In Zār cosmology, spirits are not static beings — they are winds (bād) that travel, settle, and speak through bodies.
People say, “The wind has taken her,” or “He is under the wind.”
Possession is not necessarily stigmatized; it marks a spiritual relationship that must be maintained through ritual care.
This ontology of the wind collapses the boundary between natural and supernatural, body and environment — a concept deeply relevant to your focus on the ethnography of spirits.
For the past two years, I’ve been working in southern Iran as a teacher and social worker.
During this time, I’ve had some very unusual experiences — things that can’t really be explained logically.
For example, I sometimes notice mysterious bruises appearing on my body after visiting certain areas or beaches.

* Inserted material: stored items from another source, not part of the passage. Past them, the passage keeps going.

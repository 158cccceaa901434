// mutation operators + oracle questions
use std::fmt;

use serde::{Deserialize, Serialize};
use tracing::{debug, info};

use crate::core::connect::ConnectedPair;
use crate::core::model::CfmModel;
use crate::core::types::{Answer, Constraint};

#[derive(Debug, Clone, Copy, PartialEq, Eq, Hash, Serialize, Deserialize)]
pub enum MutationOperator {
    AltToOr,
    OrToAlt,
    OrToOpt,
    ManToOpt,
}

impl MutationOperator {
    pub fn from_to(self) -> (Constraint, Constraint) {
        match self {
            MutationOperator::AltToOr => (Constraint::Alternative, Constraint::Or),
            MutationOperator::OrToAlt => (Constraint::Or, Constraint::Alternative),
            MutationOperator::OrToOpt => (Constraint::Or, Constraint::Optional),
            MutationOperator::ManToOpt => (Constraint::Mandatory, Constraint::Optional),
        }
    }
}

impl fmt::Display for MutationOperator {
    fn fmt(&self, f: &mut fmt::Formatter<'_>) -> fmt::Result {
        let (from, to) = self.from_to();
        write!(f, "{}To{}", from.short_name(), to.short_name())
    }
}

/// Which side(s) of a connected pair an operator rewrites.
#[derive(Debug, Clone, Copy, PartialEq, Eq, Hash, Serialize, Deserialize)]
pub enum Target {
    Context,
    Feature,
    Both,
}

/// What the oracle question asks about.
#[derive(Debug, Clone, Copy, PartialEq, Eq, Hash, Serialize, Deserialize)]
pub enum Probe {
    /// can the children of the target side(s) be active at the same time?
    SimultaneousActivation,
    /// can the children of the target side(s) be inactive at the same time?
    SimultaneousDeactivation,
    /// must the context parent be active in every configuration?
    AlwaysActive,
}

/// One row of the mutation table.
#[derive(Debug, Clone, Copy, PartialEq, Eq)]
pub struct MutationRule {
    pub operator: MutationOperator,
    pub target: Target,
    pub probe: Probe,
    pub expected: Answer,
}

const fn rule(operator: MutationOperator, target: Target, probe: Probe, expected: Answer) -> MutationRule {
    MutationRule { operator, target, probe, expected }
}

use MutationOperator::*;
use Probe::*;

const ALT_ALT: &[MutationRule] = &[rule(AltToOr, Target::Both, SimultaneousActivation, Answer::Yes)];
const ALT_OR: &[MutationRule] = &[
    rule(AltToOr, Target::Context, SimultaneousActivation, Answer::Yes),
    rule(OrToAlt, Target::Feature, SimultaneousActivation, Answer::No),
];
const OR_ALT: &[MutationRule] = &[
    rule(OrToAlt, Target::Context, SimultaneousActivation, Answer::No),
    rule(AltToOr, Target::Feature, SimultaneousActivation, Answer::Yes),
];
const OR_OR: &[MutationRule] = &[
    rule(OrToAlt, Target::Both, SimultaneousActivation, Answer::No),
    rule(OrToOpt, Target::Both, SimultaneousDeactivation, Answer::Yes),
];
const ALT_FREE: &[MutationRule] = &[rule(AltToOr, Target::Context, SimultaneousActivation, Answer::Yes)];
const OR_FREE: &[MutationRule] = &[
    rule(OrToAlt, Target::Context, SimultaneousActivation, Answer::No),
    rule(OrToOpt, Target::Context, SimultaneousDeactivation, Answer::Yes),
];
const MAN_OPT: &[MutationRule] = &[rule(ManToOpt, Target::Context, AlwaysActive, Answer::No)];

/// Rules for a (context, feature) constraint pair. Pairs without an entry are no-ops.
pub fn rules_for(context: Constraint, feature: Constraint) -> &'static [MutationRule] {
    use Constraint::*;
    match (context, feature) {
        (Alternative, Alternative) => ALT_ALT,
        (Alternative, Or) => ALT_OR,
        (Or, Alternative) => OR_ALT,
        (Or, Or) => OR_OR,
        (Alternative, Optional | Mandatory) => ALT_FREE,
        (Or, Optional | Mandatory) => OR_FREE,
        (Mandatory, Optional) => MAN_OPT,
        (Mandatory, Mandatory | Or | Alternative) => &[],
        (Optional, _) => &[],
    }
}

/// A connected pair with one or both constraints rewritten.
#[derive(Debug, Clone, PartialEq, Eq, Hash, Serialize, Deserialize)]
pub struct Mutant {
    pub operator: MutationOperator,
    pub target: Target,
    pub config: ConnectedPair,
}

#[derive(Debug, Clone, PartialEq, Eq, Serialize, Deserialize)]
pub struct Question {
    pub text: String,
    pub mutation: String,
    pub expected: Answer,
}

impl Question {
    pub fn expected_answers(&self) -> &'static [&'static str] {
        self.expected.tokens()
    }

    /// Does a (case-insensitive) reply match the expected answer?
    pub fn accepts(&self, reply: &str) -> bool {
        Answer::parse(reply) == Some(self.expected)
    }
}

/// Operators applied to one connected pair, for the audit log.
#[derive(Debug, Clone, PartialEq, Eq, Serialize, Deserialize)]
pub struct AuditEntry {
    pub parent_context: String,
    pub parent_feature: String,
    pub applied: Vec<(MutationOperator, String)>,
}

impl MutationRule {
    /// Rewrite the target side(s) of `pair` to the operator's result.
    pub fn mutate(&self, pair: &ConnectedPair) -> Mutant {
        let (_, to) = self.operator.from_to();
        let config = match self.target {
            Target::Context => pair.with_constraints(to, pair.constraint_feature),
            Target::Feature => pair.with_constraints(pair.constraint_context, to),
            Target::Both => pair.with_constraints(to, to),
        };
        Mutant { operator: self.operator, target: self.target, config }
    }

    /// Names of the rewritten parent(s), as the audit log prints them.
    pub fn subject(&self, pair: &ConnectedPair) -> String {
        match self.target {
            Target::Context => pair.parent_context.clone(),
            Target::Feature => pair.parent_feature.clone(),
            Target::Both => format!("{} and {}", pair.parent_context, pair.parent_feature),
        }
    }

    pub fn question(&self, pair: &ConnectedPair) -> Question {
        let contexts = pair.children_context.join(",");
        let features = pair.children_feature.join(",");
        let (from, to) = self.operator.from_to();

        let subject = match self.target {
            Target::Context => format!("{contexts} contexts"),
            Target::Feature => format!("{features} features"),
            Target::Both => format!("{contexts} contexts and for {features} features"),
        };
        let text = match self.probe {
            SimultaneousActivation => format!("Is it possible for {subject} to be activated simultaneously?"),
            SimultaneousDeactivation => format!("Is it possible for {subject} to be deactivated simultaneously?"),
            AlwaysActive => format!("Do {} context(s) have to be activated in any configuration?", pair.parent_context),
        };
        let mutation = match self.target {
            Target::Context => format!(
                "Modify the constraint of {} context from {from} to {to} constraint",
                pair.parent_context
            ),
            Target::Feature => format!(
                "Modify the constraint of {} feature from {from} to {to} constraint",
                pair.parent_feature
            ),
            Target::Both => {
                //both sides at once read as a plural of the source kind
                let from = match from {
                    Constraint::Alternative => "Alternatives".to_string(),
                    other => other.to_string(),
                };
                format!(
                    "Modify the constraints of {} context and {} feature from {from} to {to} constraints",
                    pair.parent_context, pair.parent_feature
                )
            }
        };

        Question { text, mutation, expected: self.expected }
    }
}

/// Apply the rule table to every pair. Mutants and questions are index-aligned.
pub fn mutate_pairs<'a>(
    pairs: impl IntoIterator<Item = &'a ConnectedPair>,
) -> (Vec<Mutant>, Vec<Question>, Vec<AuditEntry>) {
    let mut mutants = Vec::new();
    let mut questions = Vec::new();
    let mut audit = Vec::new();

    for pair in pairs {
        let mut entry = AuditEntry {
            parent_context: pair.parent_context.clone(),
            parent_feature: pair.parent_feature.clone(),
            applied: Vec::new(),
        };

        for r in rules_for(pair.constraint_context, pair.constraint_feature) {
            debug!(operator = %r.operator, context = %pair.parent_context, feature = %pair.parent_feature, "applying");
            mutants.push(r.mutate(pair));
            questions.push(r.question(pair));
            entry.applied.push((r.operator, r.subject(pair)));
        }
        audit.push(entry);
    }

    (mutants, questions, audit)
}

/// Plain-text audit log: one block per processed pair, then the mutant total.
pub fn render_audit(audit: &[AuditEntry], total: usize) -> String {
    let mut out = String::new();
    for entry in audit {
        out.push_str(&format!(
            "Connected Pair processed: <{},{}>\n",
            entry.parent_context, entry.parent_feature
        ));
        for (op, subject) in &entry.applied {
            out.push_str(&format!("Applying {op} to {subject}.\n"));
        }
        out.push('\n');
    }
    out.push_str(&format!("Total mutant generated: {total}\n"));
    out
}

impl CfmModel {
    /// Recompute mutants, questions and the audit trail from `connected_pairs`.
    pub fn generate_mutants(&mut self) {
        let (mutants, questions, audit) = mutate_pairs(&self.connected_pairs);
        info!(pairs = self.connected_pairs.len(), mutants = mutants.len(), "mutants generated");

        self.mutants = mutants;
        self.questions = questions;
        self.audit = audit;
    }

    pub fn audit_log(&self) -> String {
        render_audit(&self.audit, self.mutants.len())
    }
}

Because of that, I decided to describe my observations with seek help from my students, who are locals from these regions ( Qeshm Island), to describe and explore this strange situation together.
First published by Amir Kabir Publications in the 1970s, Ahl-e Hava stands as one of Gholam-Hossein Saʿedi’s most powerful ethnographic works — a haunting exploration of spirit, culture, and belief along Iran’s southern shores.

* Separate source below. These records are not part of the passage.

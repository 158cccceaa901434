//! Mutation testing over the constraints of a context-feature model.
//!
//! A run builds the context and feature trees, links them through the activation
//! mapping, infers which (context, feature) constraint pairs interact, and derives
//! constraint mutants together with yes/no oracle questions.

pub mod core;
pub mod input;
pub mod report;

pub use crate::core::connect::ConnectedPair;
pub use crate::core::error::CfmError;
pub use crate::core::mapping::MappingRow;
pub use crate::core::model::CfmModel;
pub use crate::core::mutate::{Mutant, MutationOperator, Question};
pub use crate::core::tree::{Tree, TreeRow};
pub use crate::core::types::{Answer, Constraint, TreeKind};
pub use crate::input::config::AnalysisConfig;

pub const VERSION: &str = env!("CARGO_PKG_VERSION");

/// Log to stderr, honouring `RUST_LOG`; defaults to info for this crate.
pub fn init_tracing() {
    let filter = tracing_subscriber::EnvFilter::try_from_default_env()
        .unwrap_or_else(|_| tracing_subscriber::EnvFilter::new("cfm_mutation=info"));
    tracing_subscriber::fmt()
        .with_env_filter(filter)
        .with_writer(std::io::stderr)
        .init();
}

Saʿedi divides his study into two vivid parts.
The first is drawn from his fieldwork among the coastal people of southern Iran — in Minab, the villages between Bandar Lengeh and Bushehr, and the island of Hormuz.
The second delves into the winds themselves — mysterious, invisible forces through which the Ahl-e Hava, the People of the Air, encounter the supernatural.
Along these humid coasts, locals believe that spirits and jinn travel in the wind.
Each wind carries a jinn — slipping into human bodies, possessing, enchanting, or afflicting them.
The perilous winds are called Mozarrāt — the harmful ones.
Those struck by them are wind-touched, caught between madness and revelation, suspended in a fragile state between worlds.
The Ahl-e Hava call these afflicted souls Havā’i — the people of the air — or in Swahili, pe-pe, and in Arabic, Hoboob.
In Ahl-e Hava, Saʿedi uncovers an ancient thread woven through Iranian belief: the sacred duality of the wind.
In Indo-Iranian mythology, Vāyu, the god of wind, was both giver and taker — life-bringer and death-bearer.
Zoroastrian texts like the Rām Yasht and Vendīdād describe two faces of Vāyu: the divine protector and the demonic destroyer.
This dualism of good and evil, central to early Iranian thought, endured across centuries, and when Islam arrived, it fused with Qur’anic ideas of jinn and possession.
Even Islamic scholars such as Allameh Majlesi wrote of wind-jinn, linking mysterious illnesses (Reeh al-Sabiyān, “the wind of jinn”) to the movements of unseen spirits.
Among the southern Iranians, these myths and Islamic ideas merged into a single living cosmology.
Here, the wind breathes, the wind listens, and the wind chooses.
Each gust carries intention, each storm a will — capable of seizing a human soul and making it part of its own tempest.
Ahl-e Hava is not just a study of folklore; it is a mirror held up to the borderlands between body and spirit, myth and medicine, faith and fear.
Through Saʿedi’s eyes, we glimpse a world where the wind itself becomes divine conversation.
This extraordinary book has never been translated into English — a silence that I hope to change.
Translating Ahl-e Hava is one of my upcoming projects, an effort to bring Saʿedi’s rare ethnographic masterpiece to global readers and share the living breath of Iran’s southern People of the Air.